So many risks and so little real information! After a very dull spring and early summer when the Chicago Board Options Exchange Volatility Index (VIX), often referred to as the Market’s Fear Gauge, stayed below 16% except for a handful of days, we saw a spike to over 40% for a day in late August. Since then, however, it has been falling steadily, receding to 14%–16% as of early November. The market plainly seems not too fearful these days.
Objectively, considering the size and variety of uncertainties that we currently face, we should probably be terrified. Once again, this situation illustrates the difference between volatility as it is estimated from returns data and volatility that leads to a major change in the level of stock prices over the relatively short lifetime of an option. If an asset’s price follows a logarithmic random walk with constant instantaneous volatility, the two manifestations of “volatility” amount to the same thing: Over a period of any length T, the standard deviation of the return is volatility per period multiplied by the square root of T.
But even with constant volatility along a random walk path, the realized final asset price and option payoff can end up anywhere within a broad range. Thus, it is not inconsistent to expect low volatility over the immediate short run, because new information becomes available slowly, while anticipating that the total price change over a longer holding period may be very large. This distinction plays out in terms of a potentially vast difference between how an investor might think of volatility over an option’s life in terms of the effect on its payoff at maturity, versus how day-to-day volatility affects the hedging cost for a market maker who takes the opposite side of the investor’s trade. The investor wants a big price move and does not care which path the stock takes to get there, whereas the market maker wants smooth price paths without large changes of direction that would whipsaw his or her hedge. It does not matter much to the market maker where the stock price ultimately goes. Sharp price jumps are fine for the investor (in the right direction), but they are terrible (in either direction) for the market maker’s delta hedge.
So, briefly, what are market makers worrying about right now? Corporate earnings announcements, daily twitches in the oil market, comments by Fed Chairman Janet Yellen parsed extremely finely, weekly announcements of employment and other economic data, and anything new out of China. All of these things are volatile, but they have shown many reversals, and so the jiggles over hours and days have not added up to large changes over weeks and months.
What are longer term investors worrying about? Whether Congress will raise the debt ceiling and pass a budget without shutting down the government (both resolved, remarkably, as of the time of this letter); when (not whether) the Fed will begin raising interest rates; how the current strength in the U.S. economy, weakness in much of the Eurozone, distress in emerging market countries from collapsing commodity prices, and slowing economic growth plus stock market disruption in China will play out.

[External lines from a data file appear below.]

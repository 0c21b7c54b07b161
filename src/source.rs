/// Connected-network sources.
///
/// The pipeline only needs "which SSID is the device associated with right
/// now". Platforms implement [`NetworkSource`] over their radio driver; the
/// host daemon and tests use [`RotatingSource`].
use core::fmt;

use crate::observation::{Ssid, SsidError};

/// Why a scan produced no identifier.
#[derive(Debug, Clone, Copy, PartialEq, Eq)]
pub enum ScanError {
    /// Radio or driver not reachable.
    Unavailable,
    /// Not associated with any network.
    NotConnected,
    /// Driver reported an SSID that does not fit.
    Invalid(SsidError),
    /// No answer within the scan budget.
    TimedOut,
}

impl fmt::Display for ScanError {
    fn fmt(&self, f: &mut fmt::Formatter<'_>) -> fmt::Result {
        match self {
            Self::Unavailable => write!(f, "network source unavailable"),
            Self::NotConnected => write!(f, "not connected"),
            Self::Invalid(e) => write!(f, "invalid SSID from source: {e}"),
            Self::TimedOut => write!(f, "scan timed out"),
        }
    }
}

#[cfg(feature = "std")]
impl std::error::Error for ScanError {}

impl From<SsidError> for ScanError {
    fn from(e: SsidError) -> Self {
        Self::Invalid(e)
    }
}

/// Polled source of the currently associated SSID.
///
/// May block. The monitor runs the source on a worker thread and replaces
/// scans that overrun its budget with the unknown sentinel.
pub trait NetworkSource {
    fn scan(&mut self) -> Result<Ssid, ScanError>;
}

impl<S: NetworkSource + ?Sized> NetworkSource for &mut S {
    fn scan(&mut self) -> Result<Ssid, ScanError> {
        (**self).scan()
    }
}

/// Simulated association history used by the demo firmware.
pub static DEMO_SEQUENCE: &[&str] = &[
    "Rede_Segura1",
    "Invasor",
    "Home_Leonardo",
    "Desconhecida",
];

/// Source that cycles through a fixed list of SSIDs, one per scan.
#[derive(Debug, Clone)]
pub struct RotatingSource<'a> {
    names: &'a [&'a str],
    idx: usize,
}

impl<'a> RotatingSource<'a> {
    pub const fn new(names: &'a [&'a str]) -> Self {
        Self { names, idx: 0 }
    }
}

impl RotatingSource<'static> {
    pub const fn demo() -> Self {
        Self::new(DEMO_SEQUENCE)
    }
}

impl NetworkSource for RotatingSource<'_> {
    fn scan(&mut self) -> Result<Ssid, ScanError> {
        if self.names.is_empty() {
            return Err(ScanError::NotConnected);
        }
        let name = self.names[self.idx];
        self.idx = (self.idx + 1) % self.names.len();
        Ok(Ssid::new(name)?)
    }
}

#[cfg(test)]
mod tests {
    use super::*;

    #[test]
    fn demo_sequence_rotates_and_wraps() {
        let mut src = RotatingSource::demo();
        let seen: std::vec::Vec<std::string::String> = (0..6)
            .map(|_| src.scan().unwrap().as_str().to_owned())
            .collect();
        assert_eq!(
            seen,
            [
                "Rede_Segura1",
                "Invasor",
                "Home_Leonardo",
                "Desconhecida",
                "Rede_Segura1",
                "Invasor"
            ]
        );
    }

    #[test]
    fn empty_rotation_reports_not_connected() {
        let mut src = RotatingSource::new(&[]);
        assert_eq!(src.scan(), Err(ScanError::NotConnected));
    }

    #[test]
    fn overlong_name_is_a_scan_error_not_a_panic() {
        static NAMES: &[&str] = &["this-network-name-is-far-too-long-for-802.11"];
        let mut src = RotatingSource::new(NAMES);
        assert!(matches!(src.scan(), Err(ScanError::Invalid(_))));
    }

    #[test]
    fn mutable_reference_is_a_source() {
        fn take<S: NetworkSource>(mut s: S) -> Ssid {
            s.scan().unwrap()
        }
        let mut src = RotatingSource::demo();
        assert_eq!(take(&mut src).as_str(), "Rede_Segura1");
        assert_eq!(src.scan().unwrap().as_str(), "Invasor");
    }
}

Then, of course, there are concerns such as global warming, desperate refugees heading toward Europe by the thousands, a presidential election coming up in the United States, a possible Brexit (Britain leaving the European Union), and more. And let’s not even think about any part of the Middle East.
But what is the scariest thing of all? We are seeing sharp declines in the number of students who want to go to business school, the number of business students taking finance courses, and the fraction of finance students taking courses on derivatives. Forget about drowning polar bears and massive default by Puerto Rico, this is getting serious!
Turning to this issue of The Journal of Derivatives, the first three articles are all related to credit risk. Leading off, Gatarek and Jabłecki introduce a new way of modeling default correlation. The now-standard Gaussian copula model runs into a number of problems with real world risky assets, including, in particular, great difficulty in generating correlated defaults. Their new approach models the common risk as a set of Poisson shocks of increasing size, such that if a type n shock occurs, it wipes out firm n and all less creditworthy firms at the same time. The general model is applied to the problem of evaluating counterparty risk exposure, which involves a double credit event.
The next article, by Černý and Witzany, develops a semi-closed form model of correlation in credit risk to calculate the appropriate credit value adjustment on an over-the-counter derivative, depending on whether it involves wrong-way or right-way risk. Gupta and Sundaram then describe and discuss the current auction system for settling credit default swaps after a credit event. They show that prices for the defaulted bonds in the auction appear to be worse than their prices in the open market both before and after an auction. Yet when the various risks are properly considered, including the winner’s curse (i.e., winning an auction with the most over-optimistic bid), the auction is actually found to produce substantial information and justifiable pricing.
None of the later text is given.